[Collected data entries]

impl BookBridgeApp {
    pub fn new(cc: &eframe::CreationContext<'_>) -> Self {
        let mut config = ChatConfig::default();
        match endpoint_from_location(API_BASE) {
            Ok(endpoint) => config.endpoint = endpoint,
            Err(e) => log::warn!("Using default endpoint: {}", e),
        }

        let storage = auto_detect_storage();
        let event_bus = EventBus::new();
        let transports: Rc<dyn TransportPort> = Rc::new(WebSocketTransportFactory::new());
        let clock: Rc<dyn ClockPort> = Rc::new(BrowserClock::new());
        let (peer, community) = Self::connections(&config, &transports, &clock, &event_bus);
        let (inbox_tx, inbox_rx) = mpsc::unbounded();

        let app = Self {
            ui_state: UiState::new(config.reconcile),
            api: Rc::new(RestChatApi::new(config.endpoint.clone())),
            config,
            ctx: cc.egui_ctx.clone(),
            event_bus,
            auth_store: AuthStore::new(storage.clone()),
            storage,
            transports,
            clock,
            peer,
            community,
            auth: None,
            sessions: None,
            deeplink: Self::read_deeplink(),
            inbox_tx,
            inbox_rx,
            first_frame: true,
        };

        app.startup();
        app
    }

    fn connections(
        config: &ChatConfig,
        transports: &Rc<dyn TransportPort>,
        clock: &Rc<dyn ClockPort>,
        event_bus: &EventBus,
    ) -> (ConnectionManager, ConnectionManager) {
        let manager = |surface, connection| {
            ConnectionManager::new(
                surface,
                config.endpoint.clone(),
                connection,
                transports.clone(),
                clock.clone(),
                event_bus.clone(),
            )
        };
        (
            manager(ChatSurface::Peer, config.peer.clone()),
            manager(ChatSurface::Community, config.community.clone()),
        )
    }

    fn read_deeplink() -> Option<Deeplink> {
        if let Some(chat_id) = query_param("chat_id") {
            return Some(Deeplink::Session(EntityId::new(chat_id)));
        }
        let book_id = query_param("book_id")?;
        let seller_id = query_param("seller_id")?;
        Some(Deeplink::Pending {
            book_id: EntityId::new(book_id),
            seller_id: EntityId::new(seller_id),
        })
    }

    // ─── Async tasks ─────────────────────────────────────────

    fn spawn<F>(&self, task: F)
    where
        F: std::future::Future<Output = AppMsg> + 'static,
    {
        let tx = self.inbox_tx.clone();
        let ctx = self.ctx.clone();
        wasm_bindgen_futures::spawn_local(async move {
            let msg = task.await;
            // The receiver only goes away with the app.
            let _ = tx.unbounded_send(msg);
            ctx.request_repaint();
        });
    }

    /// Restore (or seed) the persisted config, then read the login.
    fn startup(&self) {
        let storage = self.storage.clone();
        let auth_store = self.auth_store.clone();
        let defaults = self.config.clone();
        let tx = self.inbox_tx.clone();
        let ctx = self.ctx.clone();

        wasm_bindgen_futures::spawn_local(async move {
            match storage.get(CONFIG_STORAGE_KEY).await {
                Ok(Some(data)) => match serde_json::from_slice::<ChatConfig>(&data) {
                    Ok(config) => {
                        log::info!("Config restored from storage");
                        let _ = tx.unbounded_send(AppMsg::ConfigRestored(config));
                    }
                    Err(e) => log::warn!("Stored config unreadable, using defaults: {}", e),
                },
                Ok(None) => Self::save_config(storage.as_ref(), &defaults).await,
                Err(e) => log::warn!("Config storage unavailable: {}", e),
            }

            let msg = match auth_store.load().await {
                Ok(Some(session)) => AppMsg::SignedIn(session),
                Ok(None) => AppMsg::SignedOut,
                Err(e) => {
                    log::error!("Failed to read login: {}", e);
                    AppMsg::SignedOut
                }
            };
            let _ = tx.unbounded_send(msg);
            ctx.request_repaint();
        });
    }

    async fn save_config(storage: &dyn StoragePort, config: &ChatConfig) {
        match serde_json::to_vec(config) {
            Ok(json) => match storage.set(CONFIG_STORAGE_KEY, &json).await {
                Ok(()) => log::info!("Config saved to storage"),
                Err(e) => log::warn!("Config not saved: {}", e),
            },
            Err(e) => log::warn!("Config not serializable: {}", e),
        }
    }

    fn refresh_sessions(&mut self) {
        let Some(store) = self.sessions.clone() else {
            return;
        };
        self.ui_state.sessions_load = LoadState::Loading;
        let api = self.api.clone();
        self.spawn(async move { AppMsg::SessionsLoaded(store.refresh(api.as_ref()).await) });
    }

    fn load_history(&mut self, session_id: EntityId) {
        self.ui_state.peer.history = LoadState::Loading;
        let api = self.api.clone();
        self.spawn(async move {
            let result = api.chat_history(&session_id).await;
            AppMsg::HistoryLoaded { session_id, result }
        });
    }

    // ─── Inbox ───────────────────────────────────────────────

    fn drain_inbox(&mut self) -> bool {
        let mut any = false;
        while let Ok(Some(msg)) = self.inbox_rx.try_next() {
            any = true;
            self.apply(msg);
        }
        any
    }

    fn apply(&mut self, msg: AppMsg) {
        match msg {
            AppMsg::ConfigRestored(config) => self.apply_config(config),
            AppMsg::SignedIn(session) => self.sign_in(session),
            AppMsg::SignedOut => {
                self.sign_out();
                self.ui_state.status_text = "Please log in to chat".to_string();
                // A "Contact seller" visit goes straight to login and comes back.
                if let Some(Deeplink::Pending { book_id, seller_id }) = &self.deeplink {
                    let href = format!(
                        "login.html?redirect=chat.html?book_id={}%26seller_id={}",
                        book_id, seller_id
                    );
                    self.go_to(&href);
                }
            }
            AppMsg::SessionsLoaded(result) => match result {
                Ok(_) => {
                    self.publish_sessions();
                    self.open_deeplink();
                }
                Err(e) => self.load_failed(&e, |state, text| state.sessions_load = LoadState::Failed(text)),
            },
            AppMsg::SessionUpserted(result) => match result {
                Ok(Some(session)) => {
                    log::info!("Chat {} about \"{}\" is now listed", session.id, session.book_title);
                    self.publish_sessions();
                    self.ui_state.active_session = Some(session.id);
                }
                Ok(None) => self.publish_sessions(),
                Err(e) => self.load_failed(&e, |state, text| state.sessions_load = LoadState::Failed(text)),
            },
            AppMsg::HistoryLoaded { session_id, result } => {
                if self.ui_state.active_session.as_ref() != Some(&session_id) {
                    log::debug!("Dropping history of chat {} (no longer active)", session_id);
                    return;
                }
                match result {
                    Ok(value) => {
                        if let Some(user) = self.ui_state.user.clone() {
                            let count = self.ui_state.peer.reconciler.seed_history(value, &user);
                            log::info!("Loaded {} messages of chat {}", count, session_id);
                        }
                        self.ui_state.peer.history = LoadState::Loaded;
                    }
                    Err(e) => self.load_failed(&e, |state, text| state.peer.history = LoadState::Failed(text)),
                }
            }
            AppMsg::AssistantReply(result) => self.ui_state.assistant.complete(result),
        }
    }

    fn load_failed(&mut self, error: &ChatError, mark: impl FnOnce(&mut UiState, String)) {
        log::error!("Load failed: {}", error);
        if error.requires_login() {
            self.sign_out();
            self.go_to(LOGIN_PAGE);
        }
        mark(&mut self.ui_state, error.user_message());
    }

    fn publish_sessions(&mut self) {
        if let Some(store) = &self.sessions {
            self.ui_state.set_sessions(store.sessions());
        }
    }

    fn apply_config(&mut self, mut config: ChatConfig) {
        // The page host wins over a stored endpoint.
        config.endpoint = self.config.endpoint.clone();
        // Connections are opened after sign-in, so nothing is live yet.
        let (peer, community) =
            Self::connections(&config, &self.transports, &self.clock, &self.event_bus);
        self.peer = peer;
        self.community = community;
        self.api = Rc::new(RestChatApi::new(config.endpoint.clone()));
        self.ui_state = UiState::new(config.reconcile);
        self.config = config;
    }

    fn sign_in(&mut self, session: AuthSession) {
        log::info!("Signed in as {} ({})", session.user.username, session.user.role.label());
        self.api.set_token(Some(session.token.clone()));
        self.ui_state.user = Some(session.user.clone());
        self.sessions = Some(SessionStore::new(session.user.clone()));

        if let Err(e) = self.community.open(ConnectTarget::Community, &session) {
            log::warn!("Community chat not opened: {}", e);
        }
        self.auth = Some(session);
        self.refresh_sessions();
    }

    fn sign_out(&mut self) {
        self.peer.close();
        self.community.close();
        self.api.set_token(None);
        self.auth = None;
        self.sessions = None;
        self.ui_state.user = None;
    }

    /// Open what the page URL pointed at, once the session list is known.
    fn open_deeplink(&mut self) {
        let Some(link) = self.deeplink.take() else {
            return;
        };
        match link {
            Deeplink::Session(id) => self.select_session(id),
            Deeplink::Pending { book_id, seller_id } => self.start_chat(book_id, seller_id),
        }
    }

    /// Contact a seller about a book: reuse the existing chat if there is
    /// one, otherwise open a pending one the server creates on connect.
    fn start_chat(&mut self, book_id: EntityId, seller_id: EntityId) {
        let existing = self
            .sessions
            .as_ref()
            .and_then(|store| store.find_by_book_and_counterpart(book_id.clone(), seller_id.clone()));
        if let Some(session) = existing {
            self.select_session(session.id);
            return;
        }

        let Some(auth) = self.auth.clone() else {
            return;
        };
        if auth.user.role != Role::Buyer {
            self.ui_state
                .peer
                .show_error(&ChatError::Validation("Only buyers can initiate chats with sellers.".to_string()));
            return;
        }

        self.ui_state.tab = Tab::Chats;
        self.ui_state.active_session = None;
        self.ui_state.peer.switch_session(None);
        self.ui_state.peer.history = LoadState::Loaded;
        if let Err(e) = self.peer.open(ConnectTarget::pending(book_id, seller_id), &auth) {
            log::warn!("New chat not opened: {}", e);
        }
    }

    fn select_session(&mut self, id: EntityId) {
        let Some(store) = self.sessions.clone() else {
            return;
        };
        let Some(auth) = self.auth.clone() else {
            return;
        };
        let Some(session) = store.get(&id) else {
            self.ui_state.peer.show_error(&ChatError::NotFound("Chat not found".to_string()));
            return;
        };

        store.set_active(Some(id.clone()));
        self.ui_state.tab = Tab::Chats;
        self.ui_state.active_session = Some(id.clone());
        self.ui_state.peer.switch_session(Some(id.clone()));
        self.load_history(id);

        if let Err(e) = self.peer.open(ConnectTarget::session(&session), &auth) {
            log::warn!("Chat connection not opened: {}", e);
        }
    }

    fn on_session_created(&mut self, session_id: EntityId) {
        let Some(store) = self.sessions.clone() else {
            return;
        };
        let api = self.api.clone();
        self.spawn(async move {
            AppMsg::SessionUpserted(store.upsert_from_server_event(&session_id, api.as_ref()).await)
        });
    }

    // ─── Panel actions ───────────────────────────────────────

    fn handle_action(&mut self, action: PanelAction) {
        match action {
            PanelAction::SendPeer(text) => self.dispatch_send(ChatSurface::Peer, &text),
            PanelAction::SendCommunity(text) => self.dispatch_send(ChatSurface::Community, &text),
            PanelAction::SelectSession(id) => self.select_session(id),
            PanelAction::RetrySessions => self.refresh_sessions(),
            PanelAction::RetryHistory => {
                if let Some(id) = self.ui_state.active_session.clone() {
                    self.load_history(id);
                }
            }
            PanelAction::ReconnectPeer => self.reconnect(ChatSurface::Peer),
            PanelAction::ReconnectCommunity => self.reconnect(ChatSurface::Community),
            PanelAction::AskAssistant(query) => {
                if let Some(query) = self.ui_state.assistant.begin(&query) {
                    let api = self.api.clone();
                    self.spawn(async move { AppMsg::AssistantReply(api.chatbot(&query).await) });
                }
            }
            PanelAction::Login => self.go_to(LOGIN_PAGE),
        }
    }

    fn go_to(&self, href: &str) {
        if let Err(e) = navigate(href) {
            log::error!("{}", e);
        }
    }

    fn manager(&self, surface: ChatSurface) -> &ConnectionManager {
        match surface {
            ChatSurface::Peer => &self.peer,
            ChatSurface::Community => &self.community,
        }
    }

    /// Send and project the outcome; the input is only cleared on success.
    fn dispatch_send(&mut self, surface: ChatSurface, text: &str) {
        let Some(user) = self.ui_state.user.clone() else {
            return;
        };
        let result = self.manager(surface).send(text);
        self.ui_state.view_mut(surface).apply_send_result(result, &user);
    }

    fn reconnect(&mut self, surface: ChatSurface) {
        let result = match (surface, &self.auth) {
            (ChatSurface::Community, Some(auth)) if self.community.target().is_none() => {
                self.community.open(ConnectTarget::Community, auth)
            }
            _ => self.manager(surface).reconnect(),
        };
        if let Err(e) = result {
            self.ui_state.view_mut(surface).show_error(&e);
        }
    }

    fn logout(&mut self) {
        let auth_store = self.auth_store.clone();
        self.spawn(async move {
            if let Err(e) = auth_store.logout().await {
                log::error!("Logout failed: {}", e);
            }
            AppMsg::SignedOut
        });
    }
}
//! Server-assigned identifiers.
//!
//! The REST API and the socket protocol disagree on id encoding: the same
//! chat id can show up as `7` in one payload and `"7"` in another (URL
//! parameters, dataset attributes). `EntityId` accepts both and compares on
//! the normalized decimal form.

use std::cmp::Ordering;
use std::fmt;

use serde::de::{self, Visitor};
use serde::{Deserialize, Deserializer, Serialize, Serializer};

#[derive(Debug, Clone, PartialEq, Eq, Hash, Default)]
pub struct EntityId(String);

impl EntityId {
    pub fn new(raw: impl AsRef<str>) -> Self {
        let trimmed = raw.as_ref().trim();
        match trimmed.parse::<u64>() {
            Ok(n) => Self(n.to_string()),
            Err(_) => Self(trimmed.to_string()),
        }
    }

    pub fn as_str(&self) -> &str {
        &self.0
    }

    /// Id 0 (or no id at all) marks a session the server has not created yet.
    pub fn is_pending(&self) -> bool {
        self.0.is_empty() || self.0 == "0"
    }

    pub fn as_u64(&self) -> Option<u64> {
        self.0.parse().ok()
    }

    /// True for ids the server assigned; client-synthesized ids are not numeric.
    pub fn is_numeric(&self) -> bool {
        self.as_u64().is_some()
    }
}

impl fmt::Display for EntityId {
    fn fmt(&self, f: &mut fmt::Formatter<'_>) -> fmt::Result {
        f.write_str(&self.0)
    }
}

impl From<u64> for EntityId {
    fn from(n: u64) -> Self {
        Self(n.to_string())
    }
}

impl From<u32> for EntityId {
    fn from(n: u32) -> Self {
        Self(n.to_string())
    }
}

impl From<i32> for EntityId {
    fn from(n: i32) -> Self {
        Self::new(n.to_string())
    }
}

impl From<&str> for EntityId {
    fn from(s: &str) -> Self {
        Self::new(s)
    }
}

impl From<String> for EntityId {
    fn from(s: String) -> Self {
        Self::new(s)
    }
}

impl From<&EntityId> for EntityId {
    fn from(id: &EntityId) -> Self {
        id.clone()
    }
}

impl PartialOrd for EntityId {
    fn partial_cmp(&self, other: &Self) -> Option<Ordering> {
        Some(self.cmp(other))
    }
}

/// Numeric ids order numerically and before any non-numeric id.
impl Ord for EntityId {
    fn cmp(&self, other: &Self) -> Ordering {
        match (self.as_u64(), other.as_u64()) {
            (Some(a), Some(b)) => a.cmp(&b),
            (Some(_), None) => Ordering::Less,
            (None, Some(_)) => Ordering::Greater,
            (None, None) => self.0.cmp(&other.0),
        }
    }
}

// The Go backend unmarshals ids into ints, so numeric ids go out as numbers.
impl Serialize for EntityId {
    fn serialize<S: Serializer>(&self, serializer: S) -> Result<S::Ok, S::Error> {
        match self.as_u64() {
            Some(n) => serializer.serialize_u64(n),
            None => serializer.serialize_str(&self.0),
        }
    }
}

impl<'de> Deserialize<'de> for EntityId {
    fn deserialize<D: Deserializer<'de>>(deserializer: D) -> Result<Self, D::Error> {
        deserializer.deserialize_any(EntityIdVisitor)
    }
}

struct EntityIdVisitor;

impl<'de> Visitor<'de> for EntityIdVisitor {
    type Value = EntityId;

    fn expecting(&self, f: &mut fmt::Formatter<'_>) -> fmt::Result {
        f.write_str("an id as a number or a string")
    }

    fn visit_u64<E: de::Error>(self, v: u64) -> Result<EntityId, E> {
        Ok(EntityId::from(v))
    }

    fn visit_i64<E: de::Error>(self, v: i64) -> Result<EntityId, E> {
        Ok(EntityId::new(v.to_string()))
    }

    fn visit_f64<E: de::Error>(self, v: f64) -> Result<EntityId, E> {
        if v.fract() == 0.0 && v >= 0.0 {
            Ok(EntityId::from(v as u64))
        } else {
            Err(E::custom(format!("non-integral id: {}", v)))
        }
    }

    fn visit_str<E: de::Error>(self, v: &str) -> Result<EntityId, E> {
        Ok(EntityId::new(v))
    }
}
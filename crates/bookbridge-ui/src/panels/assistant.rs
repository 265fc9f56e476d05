//! Book assistant panel: chatbot transcript with book recommendations.

use egui::{self, RichText, ScrollArea, Vec2};

use bookbridge_core::assistant::{AssistantRole, AssistantTurn};
use crate::panels::PanelAction;
use crate::state::UiState;
use crate::theme::*;

pub fn assistant_panel(ui: &mut egui::Ui, state: &mut UiState) -> Option<PanelAction> {
    let mut action = None;

    egui::Frame::default()
        .fill(BG_PRIMARY)
        .inner_margin(PANEL_PADDING)
        .show(ui, |ui| {
            ui.heading(RichText::new("Book Assistant").color(TEXT_PRIMARY).strong());
            ui.separator();

            let available_height = ui.available_height() - 60.0;
            ScrollArea::vertical()
                .max_height(available_height)
                .auto_shrink([false, false])
                .stick_to_bottom(true)
                .show(ui, |ui| {
                    for turn in state.assistant.transcript() {
                        render_turn(ui, turn);
                        ui.add_space(4.0);
                    }
                    if state.assistant.is_waiting() {
                        ui.horizontal(|ui| {
                            ui.spinner();
                            ui.label(RichText::new("Thinking...").color(TEXT_SECONDARY).small());
                        });
                    }
                });

            ui.add_space(8.0);

            ui.horizontal(|ui| {
                let input = egui::TextEdit::singleline(&mut state.assistant_input)
                    .hint_text("Ask about books, authors or genres...")
                    .desired_width(ui.available_width() - 70.0)
                    .font(egui::FontId::proportional(14.0));
                let response = ui.add(input);

                let enabled =
                    !state.assistant_input.trim().is_empty() && !state.assistant.is_waiting();
                let ask_btn = ui.add_enabled(
                    enabled,
                    egui::Button::new(RichText::new("Ask").color(TEXT_PRIMARY))
                        .fill(if enabled { ACCENT } else { BG_SURFACE })
                        .corner_radius(PANEL_ROUNDING)
                        .min_size(Vec2::new(60.0, 0.0)),
                );

                let entered = response.lost_focus() && ui.input(|i| i.key_pressed(egui::Key::Enter));
                if enabled && (entered || ask_btn.clicked()) {
                    action = Some(PanelAction::AskAssistant(state.assistant_input.trim().to_string()));
                    state.assistant_input.clear();
                    response.request_focus();
                }
            });
        });

    action
}

fn render_turn(ui: &mut egui::Ui, turn: &AssistantTurn) {
    let (label, color, bg) = match turn.role {
        AssistantRole::User => ("You", ACCENT, BG_SURFACE),
        AssistantRole::Assistant => ("BookBridge", SUCCESS, BG_SECONDARY),
    };

    egui::Frame::default()
        .fill(bg)
        .corner_radius(PANEL_ROUNDING)
        .inner_margin(8.0)
        .show(ui, |ui| {
            ui.label(RichText::new(label).color(color).strong().small());
            for line in turn.text.lines() {
                match recommendation_link(line) {
                    Some((title, href)) => {
                        ui.hyperlink_to(RichText::new(title).color(ACCENT), href);
                    }
                    None => {
                        ui.label(RichText::new(line.replace("**", "")).color(TEXT_PRIMARY));
                    }
                }
            }
        });
}

/// Split a `- [title](href)` recommendation line.
pub(crate) fn recommendation_link(line: &str) -> Option<(&str, &str)> {
    let rest = line.strip_prefix("- [")?;
    let (title, rest) = rest.split_once("](")?;
    let href = rest.strip_suffix(')')?;
    Some((title, href))
}
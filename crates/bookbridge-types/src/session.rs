use chrono::{DateTime, Utc};
use serde::{Deserialize, Serialize};

use crate::id::EntityId;
use crate::message::{Message, MessageOrigin};
use crate::user::{CurrentUser, Role};

/// A buyer/seller conversation about one book, as the client sees it.
#[derive(Debug, Clone, PartialEq, Serialize, Deserialize)]
pub struct ChatSession {
    /// Server-assigned; `0` while the server has not created it yet
    pub id: EntityId,
    pub book_id: EntityId,
    pub book_title: String,
    pub counterpart_user_id: EntityId,
    pub counterpart_name: String,
    pub messages: Vec<Message>,
    #[serde(default, skip_serializing_if = "Option::is_none")]
    pub created_at: Option<DateTime<Utc>>,
}

impl ChatSession {
    /// A placeholder for a conversation the first socket connection will create.
    pub fn pending(book_id: impl Into<EntityId>, counterpart_user_id: impl Into<EntityId>) -> Self {
        Self {
            id: EntityId::from(0u64),
            book_id: book_id.into(),
            book_title: String::new(),
            counterpart_user_id: counterpart_user_id.into(),
            counterpart_name: String::new(),
            messages: Vec::new(),
            created_at: None,
        }
    }

    pub fn is_pending(&self) -> bool {
        self.id.is_pending()
    }

    /// Project a `GET /api/chats` record onto the current user's point of
    /// view: buyers talk to the seller, everybody else talks to the buyer.
    pub fn from_record(record: ChatSessionRecord, user: &CurrentUser) -> Self {
        let (counterpart_user_id, counterpart_name) = match user.role {
            Role::Buyer => (record.seller_id, record.seller_name),
            Role::Seller | Role::Admin => (record.buyer_id, record.buyer_name),
        };
        let messages = record
            .messages
            .into_iter()
            .map(|m| m.into_message(MessageOrigin::History, user))
            .collect();

        Self {
            id: record.chat_id,
            book_id: record.book_id,
            book_title: record.book_title,
            counterpart_user_id,
            counterpart_name,
            messages,
            created_at: record.created_at,
        }
    }

    /// Latest message preview for the session list
    pub fn preview(&self) -> Option<&Message> {
        self.messages.iter().max_by(|a, b| a.sort_key().cmp(&b.sort_key()))
    }
}

/// Wire shape of one entry of `GET /api/chats`
#[derive(Debug, Clone, Serialize, Deserialize)]
pub struct ChatSessionRecord {
    #[serde(alias = "id")]
    pub chat_id: EntityId,
    pub book_id: EntityId,
    #[serde(default)]
    pub book_title: String,
    #[serde(default)]
    pub buyer_id: EntityId,
    #[serde(default)]
    pub buyer_name: String,
    #[serde(default)]
    pub seller_id: EntityId,
    #[serde(default)]
    pub seller_name: String,
    #[serde(default, deserialize_with = "crate::session::null_as_empty")]
    pub messages: Vec<MessageRecord>,
    #[serde(default)]
    pub created_at: Option<DateTime<Utc>>,
}

/// Wire shape of a stored message (history and session previews)
#[derive(Debug, Clone, Serialize, Deserialize)]
pub struct MessageRecord {
    pub id: EntityId,
    #[serde(default)]
    pub chat_id: Option<EntityId>,
    pub sender_id: EntityId,
    #[serde(default)]
    pub sender_name: String,
    #[serde(default)]
    pub content: String,
    pub created_at: DateTime<Utc>,
}

impl MessageRecord {
    pub fn into_message(self, origin: MessageOrigin, user: &CurrentUser) -> Message {
        Message {
            is_self: self.sender_id == user.id,
            id: self.id,
            session_id: self.chat_id,
            sender_id: self.sender_id,
            sender_name: self.sender_name,
            content: self.content,
            created_at: self.created_at,
            origin,
            client_ref: None,
        }
    }
}

/// Go marshals a nil slice as `null`.
pub(crate) fn null_as_empty<'de, D, T>(deserializer: D) -> Result<Vec<T>, D::Error>
where
    D: serde::Deserializer<'de>,
    T: Deserialize<'de>,
{
    Ok(Option::<Vec<T>>::deserialize(deserializer)?.unwrap_or_default())
}
//! Connection manager: one real-time socket per chat surface.
//!
//! Lifecycle:
//! 1. `open(target)` validates the target, releases any previous socket and
//!    starts connecting (`Connecting`)
//! 2. The transport reports `Opened` (`Open`); the peer surface then sends
//!    its auth frame (`Authenticated`)
//! 3. Inbound frames are decoded and published on the event bus
//! 4. `close()`, a superseding `open()` or a transport close ends it
//!
//! Every `open` starts a new generation. Callbacks from a socket of an older
//! generation are dropped, so at most one socket is ever treated as current.

use std::cell::RefCell;
use std::rc::{Rc, Weak};

use bookbridge_types::{
    ChatError, Result,
    config::{ConnectionConfig, EndpointConfig},
    connection::{ChatSurface, ConnectTarget, ConnectionState},
    event::ChatEvent,
    frame::{OutboundFrame, PeerFrame, WireMessage},
    message::OutboundMessage,
};
use serde_json::Value;

use crate::auth::AuthSession;
use crate::endpoint::connection_url;
use crate::event_bus::EventBus;
use crate::ports::{ClockPort, TimerHandle, Transport, TransportEvent, TransportPort, TransportSink};

const CONNECTION_ERROR: &str = "Connection error. Please try again.";
const CONNECTION_LOST: &str = "Connection lost. Please try reconnecting.";

/// Whether a connect starts a new reconnect cycle
#[derive(Debug, Clone, Copy, PartialEq, Eq)]
enum Attempt {
    Fresh,
    Retry,
}

/// Owns the single live connection of one chat surface. Clone-cheap; all
/// clones drive the same connection.
#[derive(Clone)]
pub struct ConnectionManager {
    inner: Rc<RefCell<Inner>>,
    deps: Rc<Deps>,
}

struct Deps {
    surface: ChatSurface,
    endpoint: EndpointConfig,
    config: ConnectionConfig,
    transports: Rc<dyn TransportPort>,
    clock: Rc<dyn ClockPort>,
    event_bus: EventBus,
}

§ **TASK ITEM**: Write out exactly the lines above between the line with "Async tasks ─────────────────────────────────────────" and the line with "let storage = self.storage.clone();", inclusive, and nothing beyond them.

§ **ANSWER BELOW**:
    // ─── Async tasks ─────────────────────────────────────────

    fn spawn<F>(&self, task: F)
    where
        F: std::future::Future<Output = AppMsg> + 'static,
    {
        let tx = self.inbox_tx.clone();
        let ctx = self.ctx.clone();
        wasm_bindgen_futures::spawn_local(async move {
            let msg = task.await;
            // The receiver only goes away with the app.
            let _ = tx.unbounded_send(msg);
            ctx.request_repaint();
        });
    }

    /// Restore (or seed) the persisted config, then read the login.
    fn startup(&self) {
        let storage = self.storage.clone();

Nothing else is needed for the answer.